**INSTRUCTIONS TO FOLLOW:**
The data below is to be returned in full and exactly.

^^^^

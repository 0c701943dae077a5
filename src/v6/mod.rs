//! DHCPv6 protocol implementation
//!
//! Mirrors the DHCPv4 module: message construction, the client state
//! machine and the lease probe. The terminal message is REPLY and leases
//! are claimed as /128 host addresses.

pub mod handler;
pub mod message;
pub mod probe;

pub use handler::DhcpV6Handler;
pub use probe::{Dhcp6Probe, DhcpV6Client, DhcpV6Exchange, DHCPV6_PREFIX_LEN};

^^^^

**REPLY:**
repository 0c701943dae077a5
filename src/v6/mod.rs
//! DHCPv6 protocol implementation
//!
//! Mirrors the DHCPv4 module: message construction, the client state
//! machine and the lease probe. The terminal message is REPLY and leases
//! are claimed as /128 host addresses.

pub mod handler;
pub mod message;
pub mod probe;

pub use handler::DhcpV6Handler;
pub use probe::{Dhcp6Probe, DhcpV6Client, DhcpV6Exchange, DHCPV6_PREFIX_LEN};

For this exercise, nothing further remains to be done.